Mike McRoberts: How clickbait made people think I was fired

We've all seen the proliferation of fake news on the internet - deliberately intriguing stories on social media platforms like Facebook that entice you to click through.

For one of Newshub's own, the clickbait became a lot more personal when the fake stories began reporting he'd been sacked from his job as a news anchor.

For tonight's Because It Matters, here's the still-employed Mike McRoberts.

OPINION: This was the shocking news I was greeted with one morning, reports I'd been fired on live TV. And while I look suitably sombre in the photographs, it's because I was reporting from the Christchurch shootings, not because I'd just lost my job.

So what was the point of these fake stories, and who was behind them? We went to Australian-based internet security specialist Mick Callan, who runs the Black Mouse consulting firm.

"Clickbait works on the principle that it reaches out to the person, whether they be in a vulnerable state or not, and hits them with something that they are interested in," he told Newshub.

"In your case they're interested in Mike McRoberts, and regardless of what that interest is these particular clickbait ads have garnered people's interests, they've clicked on it and then it drives them on to the location that the spammer or the troll wants you to go to."

In my case, the clickbait took you to various food websites that sold recipes and menu planners.

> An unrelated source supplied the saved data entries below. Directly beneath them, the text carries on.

//! CLI argument definitions using clap derive

use clap::{ArgAction, Parser, Subcommand, ValueEnum};
use std::path::PathBuf;

/// kcache - cached kernel package builds
///
/// Builds Debian kernel packages from a git tree on a build machine and
/// reuses the packages of previously built commits.
#[derive(Parser, Debug)]
#[command(name = "kcache")]
#[command(author, version, about, long_about = None)]
#[command(propagate_version = true)]
pub struct Cli {
    /// Subcommand to execute
    #[command(subcommand)]
    pub command: Commands,

    /// Increase verbosity (-v info, -vv debug)
    #[arg(short, long, global = true, action = ArgAction::Count)]
    pub verbose: u8,

    /// Configuration file path
    #[arg(short, long, global = true, env = "KCACHE_CONFIG")]
    pub config: Option<PathBuf>,
}

/// Available commands
#[derive(Subcommand, Debug)]
pub enum Commands {
    /// Build (or reuse) the kernel package for a source tree
    Package(PackageArgs),

    /// Inspect the package cache
    Cache(CacheArgs),

    /// Install kernel packages on the build machine
    Install(InstallArgs),

    /// Show or initialize configuration
    Config(ConfigArgs),
}

/// Arguments for the package command
#[derive(Parser, Debug)]
pub struct PackageArgs {
    /// Git repository to clone (default: from config)
    #[arg(long)]
    pub repo: Option<String>,

    /// Branch, tag or commit to check out
    #[arg(long = "ref")]
    pub git_ref: Option<String>,

    /// Directory the source is checked out in
    #[arg(long)]
    pub work_dir: Option<String>,

    /// Always build, ignoring cached packages
    #[arg(long)]
    pub no_cache: bool,

    /// Refuse to build unless this branch is checked out
    #[arg(long)]
    pub expect_branch: Option<String>,

    /// Kernel config file on the build machine
    #[arg(long)]
    pub kernel_config: Option<String>,
}

/// Arguments for the install command
#[derive(Parser, Debug)]
pub struct InstallArgs {
    /// Directory holding the packages
    pub directory: String,

    /// Package files to install (comma-separated, default: all .deb files)
    #[arg(long, value_delimiter = ',', default_value = "*")]
    pub files: Vec<String>,

    /// Reboot after installing
    #[arg(long)]
    pub reboot: bool,
}

/// Arguments for the config command
#[derive(Parser, Debug)]
pub struct ConfigArgs {
    /// Subcommand for config
    #[command(subcommand)]
    pub action: Option<ConfigAction>,
}

/// Config subcommands
#[derive(Subcommand, Debug)]
pub enum ConfigAction {
    /// Show current configuration
    Show,

    /// Show configuration file path
    Path,

    /// Initialize default configuration
    Init {
        /// Overwrite existing configuration
        #[arg(short, long)]
        force: bool,
    },
}

/// Output format for list command
#[derive(Debug, Clone, Copy, ValueEnum)]
pub enum OutputFormat {
    /// Human-readable table
    Table,
    /// JSON output
    Json,
    /// Simple text (one per line)
    Plain,
}

/// Arguments for the cache command
#[derive(Parser, Debug)]
pub struct CacheArgs {
    /// Subcommand for cache
    #[command(subcommand)]
    pub action: CacheAction,
}

/// Cache subcommands
#[derive(Subcommand, Debug)]
pub enum CacheAction {
    /// List cache entries, most recently used first
    List {
        /// Output format
        #[arg(short, long, default_value = "table")]
        format: OutputFormat,
    },

    /// Check that every cache entry still has its packages on disk
    Verify,
}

"What that indicated to me was they were using that particular emotive response to draw people onto websites that sell food menus or food recipes, and once they were there obviously an advertising agency was picking up money for each of those clicks," Callan says.

Over the space of just a couple of days we found dozens and dozens of these fake news stories reporting that I'd been fired. When we clicked on them they took us through to what looked like legitimate websites, but all had been created just a couple of months ago and disappeared just as quickly.

With apologies to Mark Twain, rumours of my demise have been greatly exaggerated. And while this kind of fake news may seem innocuous enough, there is a much darker, sinister side to clickbait.

"It's one of the techniques used by violent extremists so ISIS, Al Qaeda will again use the clickbait approach and many other approaches as well," Callan warns.

"They're quite sophisticated on social media to try and draw in people that are interested in a particular aspect, whether that be conspiracy theories or religious information, they'll use that clickbait to start drawing them in further and further that community of violent extremists."

This technique has been used extensively in the UK and Australia where impressionable young people are taken through to propaganda videos encouraging recruitment.

Following the London Bridge terror strike in 2015, it was discovered one of the attackers had been influenced by extremist videos on YouTube. Parent company Google responded by redirecting extremist searches to anti-terror videos, but the system is far from failsafe.

As for the fake news stories about me, without being able to contact the owners of the sites the experts advise a "brute-strength attack". This means posting multiple times about myself so that the algorithm changes and suppresses the fake posts - leaving the scammers to post fake stories about someone else.

Mike McRoberts is the co-anchor of Newshub Live at 6pm.